People do weird things to their bodies, but when a doctor does it it's extraordinary. Dr. James Hamblin did not soap his body for five years — in an attempt to save money and time — but mostly to allow the microbiome of his skin to thrive. Here is what happened to him.
Hamblin started the project when he first moved to a small apartment in Brooklyn, New York, at the start of his medical career. In his book Clean, he explains that part of it was related to cost reduction and time savings. He said he realized that if he bathed for about 30 minutes a day, he wastes almost two years of his life. However, the essence of the project is really biological.

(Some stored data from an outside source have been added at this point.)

use std::time::Duration;

use dashmap::DashMap;
use tokio::time::Instant;

use crate::config::RateLimitConfig;

/// Bucket identifier for callers without an `x-forwarded-for` address.
pub const ANONYMOUS_BUCKET: &str = "anonymous";

/// Length of one counting window.
pub const WINDOW: Duration = Duration::from_secs(60);

/// Above this many tracked buckets, expired windows are swept on insert.
const SWEEP_THRESHOLD: usize = 10_000;

/// Routes that share a limit.
#[derive(Debug, Clone, Copy, PartialEq, Eq, Hash)]
pub enum RouteClass {
    /// `/analytics/view` and `/analytics/batch`.
    View,
    Register,
    Login,
    Refresh,
    Default,
}

impl RouteClass {
    /// Classify a request path. The API prefix is ignored.
    pub fn classify(path: &str) -> Self {
        let path = path.trim_end_matches('/');
        if path.ends_with("/analytics/view") || path.ends_with("/analytics/batch") {
            Self::View
        } else if path.ends_with("/auth/register") {
            Self::Register
        } else if path.ends_with("/auth/login") {
            Self::Login
        } else if path.ends_with("/auth/refresh") {
            Self::Refresh
        } else {
            Self::Default
        }
    }

    fn as_str(self) -> &'static str {
        match self {
            Self::View => "view",
            Self::Register => "register",
            Self::Login => "login",
            Self::Refresh => "refresh",
            Self::Default => "default",
        }
    }
}

/// Result of a rate limit check.
#[derive(Debug, Clone)]
pub struct RateLimitResult {
    /// The configured limit for this class.
    pub limit: u64,
    /// Remaining requests in the current window.
    pub remaining: u64,
    /// Seconds until the current window resets.
    pub reset_after: u64,
}

/// Error returned when rate limit is exceeded.
#[derive(Debug)]
pub struct RateLimitExceeded {
    /// Seconds until the caller can retry.
    pub retry_after: u64,
    /// The configured limit.
    pub limit: u64,
}

#[derive(Debug, Clone, Copy)]
struct Window {
    started: Instant,
    count: u64,
}

/// In-process fixed-window rate limiter keyed by route class and client.
pub struct RateLimiter {
    config: RateLimitConfig,
    windows: DashMap<String, Window>,
}

impl RateLimiter {
    pub fn new(config: RateLimitConfig) -> Self {
        Self {
            config,
            windows: DashMap::new(),
        }
    }

    /// Get the rate limit configuration.
    pub fn config(&self) -> &RateLimitConfig {
        &self.config
    }

    pub fn limit_for(&self, class: RouteClass) -> u64 {
        match class {
            RouteClass::View => self.config.view_per_minute,
            RouteClass::Register => self.config.register_per_minute,
            RouteClass::Login => self.config.login_per_minute,
            RouteClass::Refresh => self.config.refresh_per_minute,
            RouteClass::Default => self.config.default_per_minute,
        }
    }

    /// Check and record a request for the given client.
    ///
    /// Returns `Ok(RateLimitResult)` if allowed, `Err(RateLimitExceeded)` if blocked.
    pub fn check(
        &self,
        class: RouteClass,
        client: &str,
    ) -> Result<RateLimitResult, RateLimitExceeded> {
        let limit = self.limit_for(class);
        let now = Instant::now();
        let key = format!("{}:{client}", class.as_str());

        if self.windows.len() > SWEEP_THRESHOLD {
            self.windows
                .retain(|_, w| now.duration_since(w.started) < WINDOW);
        }

        let mut entry = self.windows.entry(key).or_insert(Window {
            started: now,
            count: 0,
        });
        if now.duration_since(entry.started) >= WINDOW {
            *entry = Window {
                started: now,
                count: 0,
            };
        }

        let reset_after = seconds_until_reset(entry.started, now);
        if entry.count >= limit {
            return Err(RateLimitExceeded {
                retry_after: reset_after.max(1),
                limit,
            });
        }
        entry.count += 1;

        Ok(RateLimitResult {
            limit,
            remaining: limit - entry.count,
            reset_after,
        })
    }
}

fn seconds_until_reset(started: Instant, now: Instant) -> u64 {
    let left = WINDOW.saturating_sub(now.duration_since(started));
    // Round up so a client never retries a fraction of a second early.
    left.as_secs() + u64::from(left.subsec_nanos() > 0)
}

#[cfg(test)]
mod tests {
    use super::*;

    fn limiter() -> RateLimiter {
        RateLimiter::new(RateLimitConfig {
            register_per_minute: 2,
            ..RateLimitConfig::default()
        })
    }

    #[test]
    fn classifies_routes() {
        assert_eq!(RouteClass::classify("/api/v1/analytics/view"), RouteClass::View);
        assert_eq!(RouteClass::classify("/analytics/batch/"), RouteClass::View);
        assert_eq!(RouteClass::classify("/api/v1/auth/register"), RouteClass::Register);
        assert_eq!(RouteClass::classify("/api/v1/auth/login"), RouteClass::Login);
        assert_eq!(RouteClass::classify("/api/v1/auth/refresh"), RouteClass::Refresh);
        assert_eq!(RouteClass::classify("/api/v1/stores"), RouteClass::Default);
        assert_eq!(
            RouteClass::classify("/api/v1/dashboard/analytics/overview"),
            RouteClass::Default
        );
    }

    #[test]
    fn default_limits() {
        let rl = RateLimiter::new(RateLimitConfig::default());
        assert_eq!(rl.limit_for(RouteClass::View), 60);
        assert_eq!(rl.limit_for(RouteClass::Register), 5);
        assert_eq!(rl.limit_for(RouteClass::Login), 10);
        assert_eq!(rl.limit_for(RouteClass::Refresh), 30);
        assert_eq!(rl.limit_for(RouteClass::Default), 200);
    }

    #[tokio::test(start_paused = true)]
    async fn blocks_after_limit_until_window_resets() {
        let rl = limiter();
        let first = rl.check(RouteClass::Register, "10.0.0.1").unwrap();
        assert_eq!(first.remaining, 1);
        assert_eq!(first.reset_after, 60);
        assert_eq!(rl.check(RouteClass::Register, "10.0.0.1").unwrap().remaining, 0);

        let blocked = rl.check(RouteClass::Register, "10.0.0.1").unwrap_err();
        assert_eq!(blocked.limit, 2);
        assert_eq!(blocked.retry_after, 60);

        tokio::time::advance(Duration::from_secs(45)).await;
        let blocked = rl.check(RouteClass::Register, "10.0.0.1").unwrap_err();
        assert_eq!(blocked.retry_after, 15);

        tokio::time::advance(Duration::from_secs(15)).await;
        assert!(rl.check(RouteClass::Register, "10.0.0.1").is_ok());
    }

    #[tokio::test(start_paused = true)]
    async fn clients_and_classes_are_independent() {
        let rl = limiter();
        rl.check(RouteClass::Register, "a").unwrap();
        rl.check(RouteClass::Register, "a").unwrap();
        assert!(rl.check(RouteClass::Register, "a").is_err());
        assert!(rl.check(RouteClass::Register, "b").is_ok());
        assert!(rl.check(RouteClass::Login, "a").is_ok());
    }
}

"I reduced a lot in my life, and at the same time, I started learning about the microbiome of the skin," Hamblin said in an interview with Today two years ago.
"Just like the gut microbiome, we have trillions of bacteria living inside us and all over our skin "It has led to some experiments in trying to see exactly what the purpose is of our hygiene, grooming habits and cleaning is, if in fact we’re covered in bacteria all the time, most of which are perfectly healthy and even beneficial to us."
Has this been done before?
Hamblin is not the first academic to conduct such an experiment.
David Whitlock, a chemical engineer in the US has used spray with live bacteria instead of a shower for the past decade refraining from using soap or water. He has claimed that, with this method, he did not need skin cream and it helped heal the acne and eczema from which he suffered.
There are researchers who think that people shower too often and harm their own microbiome, which can potentially beneficial bacteria that play a role in skin health.
There’s even evidence that conditions like acne can be caused in part by a disruption to the normal microbiome of the skin. But of course there are downsides to not showering other than the fact that it’s disgusting and smelly.
Since Hamblin is a doctor, he continued to wash his hands, for the sake of hygiene and because of the coronavirus pandemic.
However, he discovered that the body odor he had when he was showering wasn’t noticeable during the years when he did not shower at all. "My skin slowly became less oily, and I got less eczema spots," he told the Guardian, "I didn’t smell like pine or a lavender bush, but neither did I smell like onions," he said.
Still, would he recommend others to take the plunge and go for a lifestyle without showers?
"I'm not here to recommend this approach to everyone. In many ways it was terrible," he said, "but it also changed my life."